A new 135mm f/2L IS would be a dream all right - albeit sharpness can take a slight hit, maybe a 135mm f/1.4L?  :D Probably they can find a way to let in more light in a longer lens but the lens could look like a longer 85 1.2L and cost too much.

135 f/1.4 - 135/1.4 = 96.4mm (105mm filter?)
135 f/1.8 - 135/1.8 = 75mm (77mm or 82mm filter)
135 f/2 - 135/2 = 67.5mm (72mm filter)

A 135mm f/1.4 would put it in the same class as the 200mm f/2 (100mm objective) and 300mm f/2.8 (107mm objective) both in terms of size and weight.  A suggested 135mm f/1.8 is definitely more reasonable in terms of size, weight and price.

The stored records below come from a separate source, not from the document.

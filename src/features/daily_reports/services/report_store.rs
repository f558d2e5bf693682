use async_trait::async_trait;
use sqlx::{PgPool, Postgres, QueryBuilder};
use tracing::debug;
use uuid::Uuid;

use crate::core::error::Result;
use crate::features::daily_reports::models::{
    CreateDailyReport, CreateReportPhoto, DailyReport, Organisation, ReportPhoto, Site,
};

/// Row operations the submission flow needs from the relational store.
///
/// No operation spans more than one statement; callers compensate explicitly.
#[async_trait]
pub trait ReportStore: Send + Sync + 'static {
    async fn find_organisation_by_slug(&self, slug: &str) -> Result<Option<Organisation>>;

    async fn find_active_site(&self, organisation_id: Uuid, site_number: &str)
        -> Result<Option<Site>>;

    async fn insert_report(&self, report: &CreateDailyReport) -> Result<DailyReport>;

    async fn delete_report(&self, report_id: Uuid) -> Result<()>;

    /// Inserts every row in one statement, so either all rows land or none do.
    async fn insert_photos(&self, photos: &[CreateReportPhoto]) -> Result<Vec<ReportPhoto>>;

    async fn delete_photos(&self, report_id: Uuid) -> Result<()>;
}

/// Postgres-backed [`ReportStore`]
pub struct PgReportStore {
    pool: PgPool,
}

impl PgReportStore {
    pub fn new(pool: PgPool) -> Self {
        Self { pool }
    }
}

#[async_trait]
impl ReportStore for PgReportStore {
    async fn find_organisation_by_slug(&self, slug: &str) -> Result<Option<Organisation>> {
        let organisation = sqlx::query_as::<_, Organisation>(
            r#"
            SELECT id, slug FROM organisations
            WHERE slug = $1
            "#,
        )
        .bind(slug)
        .fetch_optional(&self.pool)
        .await?;

        Ok(organisation)
    }

    async fn find_active_site(
        &self,
        organisation_id: Uuid,
        site_number: &str,
    ) -> Result<Option<Site>> {
        let site = sqlx::query_as::<_, Site>(
            r#"
            SELECT id, organisation_id, site_number FROM sites
            WHERE organisation_id = $1 AND site_number = $2 AND is_active = TRUE
            "#,
        )
        .bind(organisation_id)
        .bind(site_number)
        .fetch_optional(&self.pool)
        .await?;

        Ok(site)
    }

    async fn insert_report(&self, report: &CreateDailyReport) -> Result<DailyReport> {
        let created = sqlx::query_as::<_, DailyReport>(
            r#"
            INSERT INTO daily_reports (
                organisation_id, site_id, site_identifier, crew_name, summary,
                finished_plan, not_finished_why, catchup_plan,
                site_left_clean, site_left_clean_notes
            )
            VALUES ($1, $2, $3, $4, $5, $6, $7, $8, $9, $10)
            RETURNING *
            "#,
        )
        .bind(report.organisation_id)
        .bind(report.site_id)
        .bind(&report.site_identifier)
        .bind(&report.crew_name)
        .bind(&report.summary)
        .bind(report.finished_plan)
        .bind(&report.not_finished_why)
        .bind(&report.catchup_plan)
        .bind(report.site_left_clean)
        .bind(&report.site_left_clean_notes)
        .fetch_one(&self.pool)
        .await?;

        debug!("Daily report row created: id={}", created.id);
        Ok(created)
    }

    async fn delete_report(&self, report_id: Uuid) -> Result<()> {
        sqlx::query("DELETE FROM daily_reports WHERE id = $1")
            .bind(report_id)
            .execute(&self.pool)
            .await?;

        Ok(())
    }

    async fn insert_photos(&self, photos: &[CreateReportPhoto]) -> Result<Vec<ReportPhoto>> {
        if photos.is_empty() {
            return Ok(Vec::new());
        }

        let mut builder: QueryBuilder<Postgres> =
            QueryBuilder::new("INSERT INTO daily_report_photos (report_id, storage_path, position) ");
        builder.push_values(photos, |mut row, photo| {
            row.push_bind(photo.report_id)
                .push_bind(&photo.storage_path)
                .push_bind(photo.position);
        });
        builder.push(" RETURNING *");

        let mut rows = builder
            .build_query_as::<ReportPhoto>()
            .fetch_all(&self.pool)
            .await?;
        rows.sort_by_key(|row| row.position);

        Ok(rows)
    }

    async fn delete_photos(&self, report_id: Uuid) -> Result<()> {
        sqlx::query("DELETE FROM daily_report_photos WHERE report_id = $1")
            .bind(report_id)
            .execute(&self.pool)
            .await?;

        Ok(())
    }
}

True, over the last three decades. Not quite as much over the last decade, and most of Canon's previous generation of lenses are within a decade old.
The EF 24mm f/2.8, EF 28mm f/2.8, and TS-E 24mm f/3.5 are less than a decade old?

To put numbers behind it, Canon has made 159 different EF/EF-S lens models since 1987.  Currently Canon USA lists 68 lenses (I take issue with 5, as they are no longer in production and no longer available new - 300mm f/2.8 IS I, 400mm f/2.8 IS I, 70-200mm f/2.8 IS I, 100-300mm f/4.5-5.6 USM, 15mm Fisheye).  Out of the remaining 63 lenses here is how they break down by release date:

0-10 years - 37
10-15 years - 10
15-20 years - 9
20+ years - 7

So his statement is correct - 37/63 (59%) are 10 years old or less, which constitutes 'most'

Lenses / Re: A New EF 800 f/5.6L IS II? [CR2]
« on: October 22, 2012, 09:09:25 AM »
$15K?  $20?  The weight savings is probably one reason, but the change in the white paint is probably a driving force, too.  C'mon, who wants big, expensive lenses that don't match in color, right?

EOS Bodies / Re: Why are flash sync shutter speeds getting worse?
« on: October 19, 2012, 02:04:01 PM »
I was hoping my breakdown would add to the discussion, but it seems to have died.  I think that organizing them by image size shows that the overall distance travelled affects sync speed.

If I remember correctly from my Art Photography classes the vertical plane shutters at their highest speeds (1/1000+) never have the entire frame exposed at the same time.  Essential what happens is a slit between the upper and lower blades travels down the frame.  That is what affects the sync speed because the entire frame needs to be exposed during the short burst of light provided by the flash.  I would assume that the sync speeds listed above are the shortest intervals each camera is able to have the whole frame exposed prior to the dropping of the upper blade.  Someone with more intimate knowledge about shutter design may be able to backup or refute my statements.